Yo confieso
Con nuestra cortedad de miras y nuestro singular egocentrismo, creemos que el mundo empieza y acaba con nosotros. Uno nace y la tierra se despierta; la recorre durante un puñado de años y, al detenerse, la luz se apaga. Cuando adquieres algo, una vivienda de segunda mano, por ejemplo, no te das cuenta de que antes que tú alguien más la ha habitado, y que los dolores que aquel experimentó son muy distintos a los que ahora la recorren, y las alegrías, de otro cariz a las que hoy tu sola presencia les confiere, y que todo eso ha trazado una historia mayor, llamémosla «absoluta», a la que cada habitante y cada poseedor han contribuido en mayor o menor medida.
La de Adrià Ardèvol en Yo confieso, esta obra magna de la literatura, no es solo la de un niño que se crio entre un hogar sin amor y una tienda de antigüedades en la Barcelona de la posguerra y que ya en la vejez se sienta a recordarla y escribirla, sino la de todos aquellos hombres y mujeres que por un instante hicieron vibrar las cuerdas del storioni que guarda su padre en la caja fuerte del despacho, desde el momento en que germina el árbol que nos cederá la madera para su construcción en Cremona hasta la visita de Matthias Alpaerts de Amberes reproduciendo la conmovedora historia de sus hijas y la suegra acatarrada que no paraba de toser.
Pero Jaume Cabré es consciente de que ese ciclo vital es inagotable y por ello da «por definitivamente inacabada esta novela el 27 de enero de 2011, día del aniversario de la liberación de Auschwitz», uno de los lugares que dejó su impronta en el violín coprotagonista de esta historia y que, como un contrapunto más en la obra coral, ayuda al narrador del libro a construir su tratado de filosofía sobre la naturaleza de la maldad humana. Porque la novela de Cabré es una profunda reflexión sobre ese tema maldito y otros tantos tan esenciales como el amor y su ausencia, la amistad, el odio, la venganza, la infelicidad, la hipocresía, la mentira, la crueldad, el miedo, la soledad, la traición, la falta de escrúpulos, y también la conciencia, representada en unos muñequitos infantiles con los que el protagonista dialoga.

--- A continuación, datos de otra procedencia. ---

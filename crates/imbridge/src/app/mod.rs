//! A ready-made winit window running one GUI application over wgpu.
//!
//! Implement [`GuiApplication`] and hand it to [`run`]. The runner owns the
//! window, the device and the [`GuiAdapter`], and drives one frame per redraw.

mod handler;

use std::sync::Arc;
use std::time::Instant;

use winit::event_loop::EventLoop;
use winit::window::Window;

use imbridge_core::{AdapterOptions, BridgeError, DrawData, FontAtlas, IoState, Result};
use imbridge_input::WinitInput;
use imbridge_render::{WgpuDevice, WindowSurface};

use crate::adapter::GuiAdapter;

/// The GUI side of a windowed application.
pub trait GuiApplication {
    /// Font atlas uploaded when the window opens.
    fn font_atlas(&mut self) -> &mut FontAtlas;

    /// Called once the device and adapter exist. Create and bind user
    /// textures here.
    fn setup(&mut self, _adapter: &mut GuiAdapter<WgpuDevice>, _device: &mut WgpuDevice) -> Result<()> {
        Ok(())
    }

    /// Builds one frame. Input forwarded this tick is queued in `io`.
    fn frame(&mut self, io: &mut IoState) -> DrawData;

    /// Called before the device resources are released.
    fn shutdown(&mut self, _adapter: &mut GuiAdapter<WgpuDevice>, _device: &mut WgpuDevice) {}
}

/// Window and adapter settings for [`run`].
#[derive(Debug, Clone)]
pub struct AppConfig {
    pub title: String,
    /// Inner size in logical pixels.
    pub size: [u32; 2],
    /// Clear color, linear RGBA.
    pub clear_color: [f64; 4],
    pub options: AdapterOptions,
}

impl Default for AppConfig {
    fn default() -> Self {
        Self {
            title: "imbridge".to_string(),
            size: [1280, 720],
            clear_color: [0.1, 0.1, 0.12, 1.0],
            options: AdapterOptions::default(),
        }
    }
}

/// Window, device and adapter, created on first resume.
struct Gpu {
    window: Arc<Window>,
    surface: WindowSurface,
    device: WgpuDevice,
    adapter: GuiAdapter<WgpuDevice>,
}

/// Runner state.
struct App<A: GuiApplication> {
    app: A,
    config: AppConfig,
    gpu: Option<Gpu>,
    io: IoState,
    input: WinitInput,
    last_frame: Instant,
    error: Option<BridgeError>,
}

impl<A: GuiApplication> App<A> {
    fn new(app: A, config: AppConfig) -> Self {
        Self {
            app,
            config,
            gpu: None,
            io: IoState::new(),
            input: WinitInput::new(),
            last_frame: Instant::now(),
            error: None,
        }
    }
}

/// Opens a window and runs `app` until the window closes.
///
/// Returns the first error that stopped the loop, if any.
///
/// # Example
///
/// ```no_run
/// use imbridge::app::{run, AppConfig, GuiApplication};
/// use imbridge::{DrawData, FontAtlas, IoState};
///
/// struct Blank(FontAtlas);
///
/// impl GuiApplication for Blank {
///     fn font_atlas(&mut self) -> &mut FontAtlas {
///         &mut self.0
///     }
///     fn frame(&mut self, io: &mut IoState) -> DrawData {
///         io.drain_events();
///         DrawData::new(io.display_size)
///     }
/// }
///
/// run(Blank(FontAtlas::white(1, 1)), AppConfig::default()).unwrap();
/// ```
pub fn run<A: GuiApplication>(app: A, config: AppConfig) -> Result<()> {
    let event_loop = EventLoop::new().map_err(|e| BridgeError::Device(format!("event loop: {e}")))?;
    let mut app = App::new(app, config);
    event_loop
        .run_app(&mut app)
        .map_err(|e| BridgeError::Device(format!("event loop: {e}")))?;
    match app.error.take() {
        Some(e) => Err(e),
        None => Ok(()),
    }
}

Leer Yo confieso requiere por nuestra parte cierto esfuerzo de atención. No hay una línea sostenida, una sola melodía, sino una superposición de armónicos en la que las voces y los tiempos se mezclan para ofrecernos un tapiz trabado en el que tirar de un hilo supone conocer la historia de Jachiam Mureda, «cantador de la madera», y acariciar un doblez la del doctor Eugen Müss, médico de Bebenbeleke, o la de Konrad Budden, a quien años de entrega para reparar sus acciones no lo eximen de culpa, aunque sea la biografía del profesor Ardèvol la que nos conduzca en esa enorme confesión personal a su amor Sara Voltes-Epstein, de la que una mentira lo separa durante años y un desencuentro a causa del violín maldito los vuelve a desunir.
Debo admitir que en algún punto de la lectura me sentí perdida y no sabía qué personaje se enseñoreaba en ese momento de las páginas, hasta que me di cuenta de que tal confusión es necesaria a la intención última de la obra y nos confirma que los tipos de hombres se repiten, sus hechos se repiten, e incluso sus nombres se repiten, pues lo que Jaume Cabré traza en ese lienzo poliédrico y multidimensional con absoluto acierto es a la humanidad misma incapaz de rectificar en siglos, por la que Adriá Ardévol, al borde de la enfermedad y de la muerte, pide perdón («confiteor») en su nombre.
Reconozco que, aunque los padres del protagonista resultan antipáticos e insensibles, le dejan como legado una casa llena de literatura y de música, un refugio permanente para Adrià y para muchos de los que nos acercamos a Beethoven y a las páginas de los libros. En esa vivienda-refugio descrita con minuciosidad se recoge buena parte del conocimiento humano («Y convocó a Bernat para que los ayudase a pensar en un orden ideal, como si Bernat fuese Platón, él, Pericles, y el piso del Ensanche, la bulliciosa ciudad de Atenas»). Es un centro de saber, cerrado y triste, apenas esclarecido por «el efecto del sol, que huía por poniente, por la parte de Trespui, e iluminaba con un color mágico la abadía de Santa Maria de Gerri», cuadro que regalará a la única persona de la casa que le mostrara su lado dulce, Loca Xica, de la que no puede desprenderse más allá de la muerte y la demencia.
No puedo añadir mucho más a este libro comparable a las grandes obras de la humanidad, a un retablo compacto que apreciamos de un solo vistazo para pararnos en cada uno de sus encasamentos desde la predela al ático. Todos los personajes son de carne y hueso y todas sus voces confluyen en un miserere profano y único que nos hacen descubrirnos ante un escritor verdaderamente grande.